Director: John McNaughton
Starring: Matt Dillon, Denise Richards, Kevin Bacon, Neve Campbell
Year: 1998
It might be cool to kinda like Wild Things even though it’s terrible, but I can do that with other movies, not this one, this one sucks. I know, I know, they were trying to be bad; well they succeeded. There is some fun in being awful on purpose, I get that, I can enjoy that, and this film definitely went overboard with intent, it’s not a complete accident that everything in it is horrible. But, I mean, my eyes still have to see, and what we’re being asked to watch isn’t something that’s worth the forgiveness that a b movie requires. When I was 16 it was sexy, now it’s just dumb, and not worth a trip down memory lane.
In the rich town of Blue Bay, Florida, the Van Ryan’s rule all. Sandra Van Ryan is the queen of an empire her husband left her, Kelly Van Ryan is her beautiful daughter, and they both get what they want when they want it and no one says no. Well, until Kelly crosses paths with her guidance counselor Sam Lombardo and decides she wants him, which he refuses, which makes Kelly mad. So she accuses him of rape to get back at him and convinces another girl to do the same, although Sam swears he’s innocent. What follows is a twisted tale of back stories and back stabbing, as everyone seems to be in on some sort of con job, and no one is getting out alive.
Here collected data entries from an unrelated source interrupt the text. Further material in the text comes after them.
/// The `DeleteService` request.
#[serde_with::serde_as]
#[derive(Clone, Debug, Default, PartialEq, serde::Deserialize, serde::Serialize)]
#[serde(default, rename_all = "camelCase")]
#[non_exhaustive]
pub struct DeleteServiceRequest {
    /// Required. Resource name of the `Service` to delete. The format is:
    ///
    /// ```norust
    /// projects/[PROJECT_ID_OR_NUMBER]/services/[SERVICE_ID]
    /// ```
    #[serde(skip_serializing_if = "std::string::String::is_empty")]
    pub name: std::string::String,

    #[serde(flatten, skip_serializing_if = "serde_json::Map::is_empty")]
    _unknown_fields: serde_json::Map<std::string::String, serde_json::Value>,
}

impl DeleteServiceRequest {
    pub fn new() -> Self {
        std::default::Default::default()
    }

    /// Sets the value of [name][crate::model::DeleteServiceRequest::name].
    ///
    /// This is a **required** field for requests.
    pub fn set_name<T: std::convert::Into<std::string::String>>(mut self, v: T) -> Self {
        self.name = v.into();
        self
    }
}

impl wkt::message::Message for DeleteServiceRequest {
    fn typename() -> &'static str {
        "type.googleapis.com/google.monitoring.v3.DeleteServiceRequest"
    }
}
// Copyright 2026 Google LLC
//
// Licensed under the Apache License, Version 2.0 (the "License");
// you may not use this file except in compliance with the License.
// You may obtain a copy of the License at
//
//     https://www.apache.org/licenses/LICENSE-2.0
//
// Unless required by applicable law or agreed to in writing, software
// distributed under the License is distributed on an "AS IS" BASIS,
// WITHOUT WARRANTIES OR CONDITIONS OF ANY KIND, either express or implied.
// See the License for the specific language governing permissions and
// limitations under the License.


//! Types and functions to make long-running operations easier to use.
//!
//! Some RPCs start a long-running operation (LRO) on the service. The service
//! returns an [Operation][longrunning::model::Operation] which the client
//! library must poll until the operation completes. The generated clients
//! return an implementation of [Poller] for these RPCs, which hides the
//! polling loop, the backoff between polls, and the conversion of the
//! operation metadata and response into their typed representation.
//!
//! # Example
//! ```
//! # use gapic_lro::{Poller, PollingResult};
//! async fn wait<P: Poller<wkt::Duration, wkt::Timestamp>>(mut poller: P) -> gax::Result<wkt::Duration> {
//!     while let Some(p) = poller.poll().await {
//!         match p {
//!             PollingResult::Completed(r) => return r,
//!             PollingResult::InProgress(m) => println!("in progress, metadata={m:?}"),
//!             PollingResult::PollingError(e) => println!("transient polling error {e:?}"),
//!         }
//!     }
//!     unreachable!("pollers return a Completed result before ending")
//! }
//! ```

use gax::Result;
use gax::error::Error;
use std::future::Future;

/// The result of polling a Long-Running Operation (LRO).
///
/// # Parameters
/// * `R` - the response type. This is the type returned when the LRO completes
///   successfully.
/// * `M` - the metadata type. While operations are in progress the LRO may
///   return values of this type.
#[derive(Debug)]
pub enum PollingResult<R, M> {
    /// The operation is still in progress.
    InProgress(Option<M>),
    /// The operation completed. This includes the result.
    Completed(Result<R>),
    /// An error trying to poll the LRO.
    ///
    /// Not all errors indicate that the operation failed. For example, this
    /// may fail because it was not possible to connect to the service. Such
    /// transient errors may disappear in the next polling attempt.
    ///
    /// Errors that the polling error policy deems permanent are returned as
    /// `Completed(Err(..))` instead.
    PollingError(Error),
}

/// The trait implemented by LRO helpers.
///
/// # Parameters
/// * `R` - the response type, that is, the type of response included when the
///   long-running operation completes successfully.
/// * `M` - the metadata type, that is, the type returned by the service when
///   the long-running operation is still in progress.
pub trait Poller<R, M>: Send + sealed::Poller {
    /// Query the current status of the long-running operation.
    ///
    /// Returns `None` once the operation has completed and the completion
    /// was reported by a previous call.
    fn poll(&mut self) -> impl Future<Output = Option<PollingResult<R, M>>> + Send;

    /// Poll the long-running operation until it completes.
    ///
    /// The polling error policy decides which polling errors end the loop,
    /// and the polling backoff policy controls the delay between polls.
    fn until_done(self) -> impl Future<Output = Result<R>> + Send;

    /// Convert a poller to a [futures::Stream].
    #[cfg(feature = "unstable-stream")]
    fn into_stream(self) -> impl futures::Stream<Item = PollingResult<R, M>> + Unpin;
}

pub(crate) mod sealed {
    pub trait Poller {}
}

#[doc(hidden)]
pub mod internal;
mod details;
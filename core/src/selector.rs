//! The computer's side of the table.
//!
//! [`MoveSource`] is the **abstraction** every opponent implements. The game only
//! ever asks it for the next move, so tests can swap the random opponent for a
//! scripted one without touching the round logic.

use rand::rngs::StdRng;
use rand::{Rng, SeedableRng};
use roshambo_common::game::Move;
use thiserror::Error;
use tracing::trace;

/// Produces the computer's move for each round.
pub trait MoveSource {
    fn next_move(&mut self) -> Move;
}

impl<F> MoveSource for F
where
    F: FnMut() -> Move,
{
    fn next_move(&mut self) -> Move {
        self()
    }
}

/// Picks uniformly from [`Move::ALL`], independently every round.
pub struct RandomMoves<R = StdRng> {
    rng: R,
}

impl RandomMoves<StdRng> {
    /// Seeds from the operating system.
    pub fn new() -> Self {
        Self::from_rng(StdRng::from_os_rng())
    }

    /// Same seed, same sequence of moves.
    pub fn seeded(seed: u64) -> Self {
        Self::from_rng(StdRng::seed_from_u64(seed))
    }
}

impl Default for RandomMoves<StdRng> {
    fn default() -> Self {
        Self::new()
    }
}

impl<R: Rng> RandomMoves<R> {
    pub fn from_rng(rng: R) -> Self {
        Self { rng }
    }
}

impl<R: Rng> MoveSource for RandomMoves<R> {
    fn next_move(&mut self) -> Move {
        let idx = self.rng.random_range(0..Move::ALL.len());
        trace!(idx, "drew computer move");
        Move::ALL[idx]
    }
}

#[derive(Debug, Clone, PartialEq, Eq, Error)]
pub enum ScriptError {
    #[error("a move script needs at least one move")]
    Empty,
}

/// Replays a fixed list of moves, starting over once it runs out.
#[derive(Debug, Clone)]
pub struct ScriptedMoves {
    moves: Vec<Move>,
    cursor: usize,
}

impl ScriptedMoves {
    pub fn new(moves: Vec<Move>) -> Result<Self, ScriptError> {
        if moves.is_empty() {
            return Err(ScriptError::Empty);
        }
        Ok(Self { moves, cursor: 0 })
    }
}

impl MoveSource for ScriptedMoves {
    fn next_move(&mut self) -> Move {
        let m = self.moves[self.cursor];
        self.cursor = (self.cursor + 1) % self.moves.len();
        m
    }
}

// ╔════════════════════════════════════════════╗
// ║ ████████╗███████╗███████╗████████╗███████╗ ║
// ║ ╚══██╔══╝██╔════╝██╔════╝╚══██╔══╝██╔════╝ ║
// ║    ██║   █████╗  ███████╗   ██║   ███████╗ ║
// ║    ██║   ██╔══╝  ╚════██║   ██║   ╚════██║ ║
// ║    ██║   ███████╗███████║   ██║   ███████║ ║
// ║    ╚═╝   ╚══════╝╚══════╝   ╚═╝   ╚══════╝ ║
// ╚════════════════════════════════════════════╝
mod commands;
mod terminal;

use commands::{CommandLine, Commands, play, throw};
use terminal::{logging, print};

fn main() -> anyhow::Result<()> {
    let commands = CommandLine::parse_args();

    logging::init_logging(commands.verbose);
    let cfg = commands.config();

    print::banner(cfg.no_banner, cfg.quiet);

    match commands.command.unwrap_or(Commands::Play) {
        Commands::Play => play::play(&cfg),
        Commands::Throw { moves } => throw::throw(moves, &cfg),
    }
}
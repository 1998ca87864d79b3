/// Number of result lines the board keeps visible.
pub const DEFAULT_LOG_ROWS: usize = 10;

#[derive(Debug, Clone)]
pub struct Config {
    /// Skips the startup banner.
    pub no_banner: bool,
    /// 0 prints everything, 1 drops banner and headers, 2 also drops per-round lines.
    pub quiet: u8,
    /// Seeds the computer's move source.
    ///
    /// `None` draws the seed from the operating system.
    pub seed: Option<u64>,
    /// How many of the most recent rounds the results area shows.
    pub log_rows: usize,
}

impl Default for Config {
    fn default() -> Self {
        Self {
            no_banner: false,
            quiet: 0,
            seed: None,
            log_rows: DEFAULT_LOG_ROWS,
        }
    }
}
use crate::game::outcome::Outcome;

/// Running score of a session.
///
/// Starts at zero and only ever moves forward one outcome at a time, so
/// the three counters always add up to the number of rounds played.
#[derive(Debug, Default, Clone, Copy, PartialEq, Eq)]
pub struct Tally {
    pub player_wins: u64,
    pub computer_wins: u64,
    pub ties: u64,
}

impl Tally {
    pub fn new(player_wins: u64, computer_wins: u64, ties: u64) -> Self {
        Self {
            player_wins,
            computer_wins,
            ties,
        }
    }

    /// Returns the tally with the counter matching `outcome` bumped by one.
    #[must_use]
    pub fn apply(self, outcome: Outcome) -> Tally {
        match outcome {
            Outcome::PlayerWin => Tally {
                player_wins: self.player_wins + 1,
                ..self
            },
            Outcome::ComputerWin => Tally {
                computer_wins: self.computer_wins + 1,
                ..self
            },
            Outcome::Tie => Tally {
                ties: self.ties + 1,
                ..self
            },
        }
    }

    pub fn rounds(&self) -> u64 {
        self.player_wins + self.computer_wins + self.ties
    }
}

/// Free-standing form of [`Tally::apply`].
#[must_use]
pub fn apply(tally: Tally, outcome: Outcome) -> Tally {
    tally.apply(outcome)
}

// ╔════════════════════════════════════════════╗
// ║ ████████╗███████╗███████╗████████╗███████╗ ║
// ║ ╚══██╔══╝██╔════╝██╔════╝╚══██╔══╝██╔════╝ ║
// ║    ██║   █████╗  ███████╗   ██║   ███████╗ ║
// ║    ██║   ██╔══╝  ╚════██║   ██║   ╚════██║ ║
// ║    ██║   ███████╗███████║   ██║   ███████║ ║
// ║    ╚═╝   ╚══════╝╚══════╝   ╚═╝   ╚══════╝ ║
// ╚════════════════════════════════════════════╝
I like the Florida setting, the overtly ridiculous opulence and melodrama, the Silk Stockings feel to the whole thing. That’s fun, and the story is tricky, and the girls are hot, and when I was a teenager all that was enough to entertain at least, but not now; now I need more. Well, there isn’t more, that’s the thing, there’s nothing else to be given, because no one involved in this movie is talented, except for Bill Murray, who really steals the show. Everyone else sucks, can’t act, looks dumb, and might as well just be spouting random lines and conspiracy theories because the dialogue never feels like two people would ever speak to each other that way, even in fiction. Denise Richards was an icon, it’s fun to see her here, but that’s about it; the rest is an attempt at b-excellence that’s more like d-ignorance.